The third New Theatre re-opened in February 1934 with a formal speech by Miss Tawney and included a revolving stage (mechanism extant) and an increased capacity of about 2000 (1710 seated). During the Second World War, approximately half a million troops had free entertainment at the New Theatre, earning Stanley Dorrill an MBE. The theatre published a weekly eight-page program, which was typeset at local publisher Alden Press.

The New Theatre's annual pantomimes (incorporating Vera Legge's Dancers) attracted many star names and became an Oxford family Christmas tradition. In 1963/4 Yana (Pamela Guard) starred in Cinderella with Des O'Connor as Buttons, Danny La Rue and Alan Hayes as The Ugly Sisters, and Erica Yorke as Prince Charming, alongside Jack Douglas, George Arnett, and Wendy Cameron. The following year, 1964/5, Billy Fury starred in Aladdin, appearing with his band The Gamblers alongside Ray Fell and Laurie Lupino Lane. Freddie Garrity played Wishee Washee opposite Lulu in Aladdin in 1976, returning in the 1980s to play Jack in Jack and the Beanstalk with Anne Charleston, Alvin Stardust, and Lynsey de Paul. Peter Noone of Herman's Hermits performed in pantomime at the New Theatre in the early 1970s, together with Peter Glaze as the Dame. 1978 saw Norman Collier take to the pantomime stage in George Street.
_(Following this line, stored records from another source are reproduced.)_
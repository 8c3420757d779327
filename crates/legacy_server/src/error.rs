use legacy_cache::CacheError;
use legacy_db::DbError;
use thiserror::Error;

/// Failures returned to whoever invoked a command. The display text is meant
/// to be shown to that player as is.
#[derive(Debug, Error)]
pub enum CommandError {
    /// The request was rejected; nothing changed.
    #[error("{0}")]
    Invalid(String),

    /// The request was valid but the server could not carry it out.
    #[error("Something went wrong: {0}")]
    Failed(String),

    /// The command surface is shutting down.
    #[error("The server is shutting down")]
    Closed,
}

impl CommandError {
    pub fn invalid(message: impl Into<String>) -> Self {
        Self::Invalid(message.into())
    }
}

impl From<DbError> for CommandError {
    fn from(err: DbError) -> Self {
        match err {
            DbError::StaleWrite(message) => Self::Invalid(message),
            err if err.is_validation() => Self::Invalid(err.to_string()),
            DbError::Closed => Self::Closed,
            err => Self::Failed(err.to_string()),
        }
    }
}

impl From<CacheError> for CommandError {
    fn from(err: CacheError) -> Self {
        match err {
            CacheError::Db(err) => err.into(),
            err => Self::Failed(err.to_string()),
        }
    }
}

#[cfg(test)]
mod tests {
    use super::*;

    #[test]
    fn failed_preconditions_read_as_plain_messages() {
        let err: CommandError = DbError::stale("A nation named Rome already exists").into();
        assert!(matches!(err, CommandError::Invalid(_)));
        assert_eq!(err.to_string(), "A nation named Rome already exists");
    }

    #[test]
    fn store_failures_are_not_validation_errors() {
        let err: CommandError = DbError::Closed.into();
        assert!(matches!(err, CommandError::Closed));

        let err: CommandError = CacheError::NotLoaded("NationCache".to_string()).into();
        assert!(matches!(err, CommandError::Failed(_)));
        assert_eq!(err.to_string(), "Something went wrong: NationCache has not been loaded");
    }
}
//! Main application logic and lifecycle management.
//!
//! [`Application`] merges configuration with command-line overrides, brings
//! the world state up, runs the tick loop and tears everything down in
//! phases when a termination signal arrives.

use crate::cli::CliArgs;
use crate::config::AppConfig;
use crate::logging::display_banner;
use crate::server::LegacyServer;
use crate::shutdown::ShutdownState;
use crate::signals::{wait_for_shutdown, wait_for_signal};
use std::sync::Arc;
use std::time::Duration;
use tracing::{error, info, warn};

pub struct Application {
    config: AppConfig,
    server: Arc<LegacyServer>,
}

impl Application {
    /// Loads the configuration named by `args`, applies the command-line
    /// overrides and builds the server.
    pub async fn new(args: CliArgs) -> Result<Self, Box<dyn std::error::Error>> {
        info!("🔧 Loading configuration from: {}", args.config_path.display());
        let mut config = AppConfig::load_from_file(&args.config_path).await?;

        if let Some(log_level) = args.log_level {
            config.logging.level = log_level;
        }
        if args.json_logs {
            config.logging.json_format = true;
        }
        if let Some(instance) = args.instance {
            config.server.instance_name = instance;
        }
        if args.master {
            config.server.master = true;
        }

        Self::from_config(config)
    }

    pub fn from_config(config: AppConfig) -> Result<Self, Box<dyn std::error::Error>> {
        if let Err(e) = config.validate() {
            return Err(format!("Configuration validation failed: {e}").into());
        }
        info!("✅ Configuration loaded and validated successfully");

        display_banner(&config.server.instance_name, config.server.master);
        let server = Arc::new(LegacyServer::new(&config));
        Ok(Self { config, server })
    }

    pub fn config(&self) -> &AppConfig {
        &self.config
    }

    pub fn server(&self) -> &Arc<LegacyServer> {
        &self.server
    }

    /// Runs until SIGINT/SIGTERM, then shuts down gracefully. A second
    /// signal during shutdown exits immediately.
    pub async fn run(self) -> Result<(), Box<dyn std::error::Error>> {
        info!("🌟 Starting Legacy server '{}'", self.config.server.instance_name);
        self.log_configuration_summary();

        self.server.start().await?;

        let shutdown_state = ShutdownState::new();
        let tick_handle = {
            let server = self.server.clone();
            let shutdown_state = shutdown_state.clone();
            tokio::spawn(async move { server.run_tick_loop(shutdown_state).await })
        };

        info!("✅ Legacy server is now running!");
        info!("🛑 Press Ctrl+C to gracefully shutdown");

        wait_for_shutdown(&shutdown_state).await?;

        // merciless shutdown
        tokio::spawn(async move {
            if let Err(e) = wait_for_signal().await {
                error!("Failed to set up merciless shutdown signal handler: {e}");
                return;
            }
            warn!("Shutdown handler received again! I'll make this quick.");
            std::process::exit(1);
        });

        info!("🕒 Phase 1: Stopping the tick loop...");
        match tokio::time::timeout(Duration::from_secs(5), tick_handle).await {
            Ok(Ok(())) => {}
            Ok(Err(e)) => error!("❌ Tick loop ended abnormally: {}", e),
            Err(_) => warn!("⏰ Tick loop did not stop within timeout, continuing shutdown"),
        }

        info!("🧹 Phase 2: Stopping commands and cache feeds...");
        self.server.shutdown().await;
        shutdown_state.complete_shutdown();

        info!("✅ Legacy server shutdown complete");
        Ok(())
    }

    fn log_configuration_summary(&self) {
        let config = &self.config;
        info!("📋 Configuration Summary:");
        info!("  🗄️ Database: {} (feed capacity {})", config.store.database, config.store.feed_capacity);
        info!("  ⏱️ Tick interval: {}ms", config.server.tick_interval_ms);
        info!(
            "  📦 Caches: load on startup {} | resync on lag {}",
            config.cache.load_on_startup, config.cache.resync_on_lag
        );
        info!("  🧱 Failed access cooldown: {}ms", config.regions.failed_access_cooldown_ms);
        info!("  🗺️ Map sync: {}", if config.map.enabled { "enabled" } else { "disabled" });
    }
}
In 1955, Stanley Dorrill became managing director. His son John Dorrill took over the day-to-day management of the theatre, having served an apprenticeship in London's West End. John married Erica Yorke, who appeared as the principal boy in many New Theatre Christmas pantomimes.

By the mid-1960s, the New Theatre began to struggle. John Dorrill took over as managing director from his father in 1965 and planned to redevelop the site into shops and offices with two smaller theatres, but Oxford City Council rejected the idea.

Eventually, musicals and play productions were supplemented by pop and rock concerts. Finally, in 1972, Howard and Wyndham's provincial theatre chain group took over, bringing the Dorrill family's ownership to an end.

In 1977, Apollo Leisure took over the lease of the theatre and renamed it The Apollo. Apollo Leisure was bought out by SFX in 1999, followed by Clear Channel Entertainment in 2001. After a refurbishment in 2003, the theatre reverted to its original name of the New Theatre, with Clear Channel Entertainment's theatre division becoming Live Nation two years later. The Ambassador Theatre Group bought the theatre in 2009.